## ENTRIES PROVIDED:
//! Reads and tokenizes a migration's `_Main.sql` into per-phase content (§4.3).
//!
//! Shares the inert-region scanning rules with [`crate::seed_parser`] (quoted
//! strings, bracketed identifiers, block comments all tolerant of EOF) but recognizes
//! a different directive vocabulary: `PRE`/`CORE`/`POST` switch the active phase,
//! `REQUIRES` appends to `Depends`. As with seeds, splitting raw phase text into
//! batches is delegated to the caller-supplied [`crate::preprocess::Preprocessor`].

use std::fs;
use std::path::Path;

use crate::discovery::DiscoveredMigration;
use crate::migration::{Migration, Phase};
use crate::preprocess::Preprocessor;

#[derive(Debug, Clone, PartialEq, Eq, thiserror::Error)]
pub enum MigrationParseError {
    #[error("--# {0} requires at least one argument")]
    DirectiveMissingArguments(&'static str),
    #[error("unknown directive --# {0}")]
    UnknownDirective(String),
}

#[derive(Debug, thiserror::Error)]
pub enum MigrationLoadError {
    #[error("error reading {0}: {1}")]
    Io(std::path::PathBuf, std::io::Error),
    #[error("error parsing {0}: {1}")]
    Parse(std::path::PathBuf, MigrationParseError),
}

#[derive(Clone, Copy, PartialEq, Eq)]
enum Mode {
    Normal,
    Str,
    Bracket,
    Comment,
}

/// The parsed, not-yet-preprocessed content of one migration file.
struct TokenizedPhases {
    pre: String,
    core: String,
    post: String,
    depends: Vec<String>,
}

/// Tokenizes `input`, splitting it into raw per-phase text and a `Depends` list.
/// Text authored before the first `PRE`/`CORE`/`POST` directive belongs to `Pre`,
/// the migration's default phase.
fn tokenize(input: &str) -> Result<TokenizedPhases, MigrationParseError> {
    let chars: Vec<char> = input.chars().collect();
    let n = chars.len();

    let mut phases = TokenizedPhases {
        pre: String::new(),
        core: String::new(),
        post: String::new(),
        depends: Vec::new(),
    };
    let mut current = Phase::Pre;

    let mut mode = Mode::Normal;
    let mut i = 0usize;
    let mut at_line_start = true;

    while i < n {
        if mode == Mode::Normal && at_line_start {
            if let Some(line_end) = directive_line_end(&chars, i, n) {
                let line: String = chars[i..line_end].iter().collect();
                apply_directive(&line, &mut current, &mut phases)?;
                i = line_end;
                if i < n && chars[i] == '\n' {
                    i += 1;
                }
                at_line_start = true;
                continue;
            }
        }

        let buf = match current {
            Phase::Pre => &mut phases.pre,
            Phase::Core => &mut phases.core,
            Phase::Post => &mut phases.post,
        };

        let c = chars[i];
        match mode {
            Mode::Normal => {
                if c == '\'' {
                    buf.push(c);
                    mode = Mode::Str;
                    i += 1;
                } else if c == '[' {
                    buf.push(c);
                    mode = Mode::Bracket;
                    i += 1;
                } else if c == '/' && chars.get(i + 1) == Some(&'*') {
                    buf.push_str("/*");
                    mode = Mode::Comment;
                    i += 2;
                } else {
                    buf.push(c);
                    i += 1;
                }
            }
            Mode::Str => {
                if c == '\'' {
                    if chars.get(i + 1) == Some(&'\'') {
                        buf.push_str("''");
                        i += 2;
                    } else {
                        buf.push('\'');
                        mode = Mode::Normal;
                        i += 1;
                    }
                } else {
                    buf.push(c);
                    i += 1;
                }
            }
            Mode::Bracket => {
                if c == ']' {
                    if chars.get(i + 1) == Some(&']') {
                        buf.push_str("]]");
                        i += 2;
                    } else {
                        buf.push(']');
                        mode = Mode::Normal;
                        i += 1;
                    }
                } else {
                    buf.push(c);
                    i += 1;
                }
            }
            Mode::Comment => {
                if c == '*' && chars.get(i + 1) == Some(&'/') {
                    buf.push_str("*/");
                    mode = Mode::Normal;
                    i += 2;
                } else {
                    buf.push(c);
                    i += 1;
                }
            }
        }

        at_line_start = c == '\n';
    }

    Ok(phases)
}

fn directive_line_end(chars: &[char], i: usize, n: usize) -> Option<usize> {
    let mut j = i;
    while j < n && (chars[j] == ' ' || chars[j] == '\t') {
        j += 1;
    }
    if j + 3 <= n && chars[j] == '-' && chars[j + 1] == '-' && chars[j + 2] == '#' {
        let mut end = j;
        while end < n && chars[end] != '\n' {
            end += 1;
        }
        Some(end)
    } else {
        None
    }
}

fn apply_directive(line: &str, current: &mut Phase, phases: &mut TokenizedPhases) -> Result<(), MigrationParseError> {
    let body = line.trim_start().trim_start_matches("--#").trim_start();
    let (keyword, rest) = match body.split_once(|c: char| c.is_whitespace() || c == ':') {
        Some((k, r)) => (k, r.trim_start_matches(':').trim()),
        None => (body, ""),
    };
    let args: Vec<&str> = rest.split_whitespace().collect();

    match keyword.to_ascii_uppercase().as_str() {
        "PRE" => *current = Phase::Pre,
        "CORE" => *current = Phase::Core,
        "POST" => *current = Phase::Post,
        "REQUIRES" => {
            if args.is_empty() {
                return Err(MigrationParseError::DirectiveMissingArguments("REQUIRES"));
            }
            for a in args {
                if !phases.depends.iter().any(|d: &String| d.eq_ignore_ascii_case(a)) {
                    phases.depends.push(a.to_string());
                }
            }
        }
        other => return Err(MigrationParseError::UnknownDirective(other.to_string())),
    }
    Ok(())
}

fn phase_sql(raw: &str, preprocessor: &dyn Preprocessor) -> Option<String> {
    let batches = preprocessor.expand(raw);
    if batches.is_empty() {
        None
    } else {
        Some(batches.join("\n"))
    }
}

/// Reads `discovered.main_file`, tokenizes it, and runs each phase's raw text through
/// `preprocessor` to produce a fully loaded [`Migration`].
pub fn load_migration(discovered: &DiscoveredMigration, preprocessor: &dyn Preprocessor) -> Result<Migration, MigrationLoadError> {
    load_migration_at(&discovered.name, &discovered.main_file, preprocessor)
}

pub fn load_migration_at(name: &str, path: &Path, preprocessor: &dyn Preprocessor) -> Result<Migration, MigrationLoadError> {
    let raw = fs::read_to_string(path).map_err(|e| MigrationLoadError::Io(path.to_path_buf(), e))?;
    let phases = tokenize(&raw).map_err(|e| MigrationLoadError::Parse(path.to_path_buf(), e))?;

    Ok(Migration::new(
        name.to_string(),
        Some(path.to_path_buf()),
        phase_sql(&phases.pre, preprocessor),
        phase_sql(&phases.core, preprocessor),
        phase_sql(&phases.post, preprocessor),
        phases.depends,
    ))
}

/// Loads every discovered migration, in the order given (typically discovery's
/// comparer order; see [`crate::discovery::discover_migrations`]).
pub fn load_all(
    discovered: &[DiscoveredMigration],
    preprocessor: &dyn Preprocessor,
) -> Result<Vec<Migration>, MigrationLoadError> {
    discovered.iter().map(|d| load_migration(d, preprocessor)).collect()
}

## TASK GOAL:
Print the material in full. Keep it exactly as it is.

## RESULT OF THIS TASK:
//! Reads and tokenizes a migration's `_Main.sql` into per-phase content (§4.3).
//!
//! Shares the inert-region scanning rules with [`crate::seed_parser`] (quoted
//! strings, bracketed identifiers, block comments all tolerant of EOF) but recognizes
//! a different directive vocabulary: `PRE`/`CORE`/`POST` switch the active phase,
//! `REQUIRES` appends to `Depends`. As with seeds, splitting raw phase text into
//! batches is delegated to the caller-supplied [`crate::preprocess::Preprocessor`].

use std::fs;
use std::path::Path;

use crate::discovery::DiscoveredMigration;
use crate::migration::{Migration, Phase};
use crate::preprocess::Preprocessor;

#[derive(Debug, Clone, PartialEq, Eq, thiserror::Error)]
pub enum MigrationParseError {
    #[error("--# {0} requires at least one argument")]
    DirectiveMissingArguments(&'static str),
    #[error("unknown directive --# {0}")]
    UnknownDirective(String),
}

#[derive(Debug, thiserror::Error)]
pub enum MigrationLoadError {
    #[error("error reading {0}: {1}")]
    Io(std::path::PathBuf, std::io::Error),
    #[error("error parsing {0}: {1}")]
    Parse(std::path::PathBuf, MigrationParseError),
}

#[derive(Clone, Copy, PartialEq, Eq)]
enum Mode {
    Normal,
    Str,
    Bracket,
    Comment,
}

/// The parsed, not-yet-preprocessed content of one migration file.
struct TokenizedPhases {
    pre: String,
    core: String,
    post: String,
    depends: Vec<String>,
}

/// Tokenizes `input`, splitting it into raw per-phase text and a `Depends` list.
/// Text authored before the first `PRE`/`CORE`/`POST` directive belongs to `Pre`,
/// the migration's default phase.
fn tokenize(input: &str) -> Result<TokenizedPhases, MigrationParseError> {
    let chars: Vec<char> = input.chars().collect();
    let n = chars.len();

    let mut phases = TokenizedPhases {
        pre: String::new(),
        core: String::new(),
        post: String::new(),
        depends: Vec::new(),
    };
    let mut current = Phase::Pre;

    let mut mode = Mode::Normal;
    let mut i = 0usize;
    let mut at_line_start = true;

    while i < n {
        if mode == Mode::Normal && at_line_start {
            if let Some(line_end) = directive_line_end(&chars, i, n) {
                let line: String = chars[i..line_end].iter().collect();
                apply_directive(&line, &mut current, &mut phases)?;
                i = line_end;
                if i < n && chars[i] == '\n' {
                    i += 1;
                }
                at_line_start = true;
                continue;
            }
        }

        let buf = match current {
            Phase::Pre => &mut phases.pre,
            Phase::Core => &mut phases.core,
            Phase::Post => &mut phases.post,
        };

        let c = chars[i];
        match mode {
            Mode::Normal => {
                if c == '\'' {
                    buf.push(c);
                    mode = Mode::Str;
                    i += 1;
                } else if c == '[' {
                    buf.push(c);
                    mode = Mode::Bracket;
                    i += 1;
                } else if c == '/' && chars.get(i + 1) == Some(&'*') {
                    buf.push_str("/*");
                    mode = Mode::Comment;
                    i += 2;
                } else {
                    buf.push(c);
                    i += 1;
                }
            }
            Mode::Str => {
                if c == '\'' {
                    if chars.get(i + 1) == Some(&'\'') {
                        buf.push_str("''");
                        i += 2;
                    } else {
                        buf.push('\'');
                        mode = Mode::Normal;
                        i += 1;
                    }
                } else {
                    buf.push(c);
                    i += 1;
                }
            }
            Mode::Bracket => {
                if c == ']' {
                    if chars.get(i + 1) == Some(&']') {
                        buf.push_str("]]");
                        i += 2;
                    } else {
                        buf.push(']');
                        mode = Mode::Normal;
                        i += 1;
                    }
                } else {
                    buf.push(c);
                    i += 1;
                }
            }
            Mode::Comment => {
                if c == '*' && chars.get(i + 1) == Some(&'/') {
                    buf.push_str("*/");
                    mode = Mode::Normal;
                    i += 2;
                } else {
                    buf.push(c);
                    i += 1;
                }
            }
        }

        at_line_start = c == '\n';
    }

    Ok(phases)
}

fn directive_line_end(chars: &[char], i: usize, n: usize) -> Option<usize> {
    let mut j = i;
    while j < n && (chars[j] == ' ' || chars[j] == '\t') {
        j += 1;
    }
    if j + 3 <= n && chars[j] == '-' && chars[j + 1] == '-' && chars[j + 2] == '#' {
        let mut end = j;
        while end < n && chars[end] != '\n' {
            end += 1;
        }
        Some(end)
    } else {
        None
    }
}

fn apply_directive(line: &str, current: &mut Phase, phases: &mut TokenizedPhases) -> Result<(), MigrationParseError> {
    let body = line.trim_start().trim_start_matches("--#").trim_start();
    let (keyword, rest) = match body.split_once(|c: char| c.is_whitespace() || c == ':') {
        Some((k, r)) => (k, r.trim_start_matches(':').trim()),
        None => (body, ""),
    };
    let args: Vec<&str> = rest.split_whitespace().collect();

    match keyword.to_ascii_uppercase().as_str() {
        "PRE" => *current = Phase::Pre,
        "CORE" => *current = Phase::Core,
        "POST" => *current = Phase::Post,
        "REQUIRES" => {
            if args.is_empty() {
                return Err(MigrationParseError::DirectiveMissingArguments("REQUIRES"));
            }
            for a in args {
                if !phases.depends.iter().any(|d: &String| d.eq_ignore_ascii_case(a)) {
                    phases.depends.push(a.to_string());
                }
            }
        }
        other => return Err(MigrationParseError::UnknownDirective(other.to_string())),
    }
    Ok(())
}

fn phase_sql(raw: &str, preprocessor: &dyn Preprocessor) -> Option<String> {
    let batches = preprocessor.expand(raw);
    if batches.is_empty() {
        None
    } else {
        Some(batches.join("\n"))
    }
}

/// Reads `discovered.main_file`, tokenizes it, and runs each phase's raw text through
/// `preprocessor` to produce a fully loaded [`Migration`].
pub fn load_migration(discovered: &DiscoveredMigration, preprocessor: &dyn Preprocessor) -> Result<Migration, MigrationLoadError> {
    load_migration_at(&discovered.name, &discovered.main_file, preprocessor)
}

pub fn load_migration_at(name: &str, path: &Path, preprocessor: &dyn Preprocessor) -> Result<Migration, MigrationLoadError> {
    let raw = fs::read_to_string(path).map_err(|e| MigrationLoadError::Io(path.to_path_buf(), e))?;
    let phases = tokenize(&raw).map_err(|e| MigrationLoadError::Parse(path.to_path_buf(), e))?;

    Ok(Migration::new(
        name.to_string(),
        Some(path.to_path_buf()),
        phase_sql(&phases.pre, preprocessor),
        phase_sql(&phases.core, preprocessor),
        phase_sql(&phases.post, preprocessor),
        phases.depends,
    ))
}

/// Loads every discovered migration, in the order given (typically discovery's
/// comparer order; see [`crate::discovery::discover_migrations`]).
pub fn load_all(
    discovered: &[DiscoveredMigration],
    preprocessor: &dyn Preprocessor,
) -> Result<Vec<Migration>, MigrationLoadError> {
    discovered.iter().map(|d| load_migration(d, preprocessor)).collect()
}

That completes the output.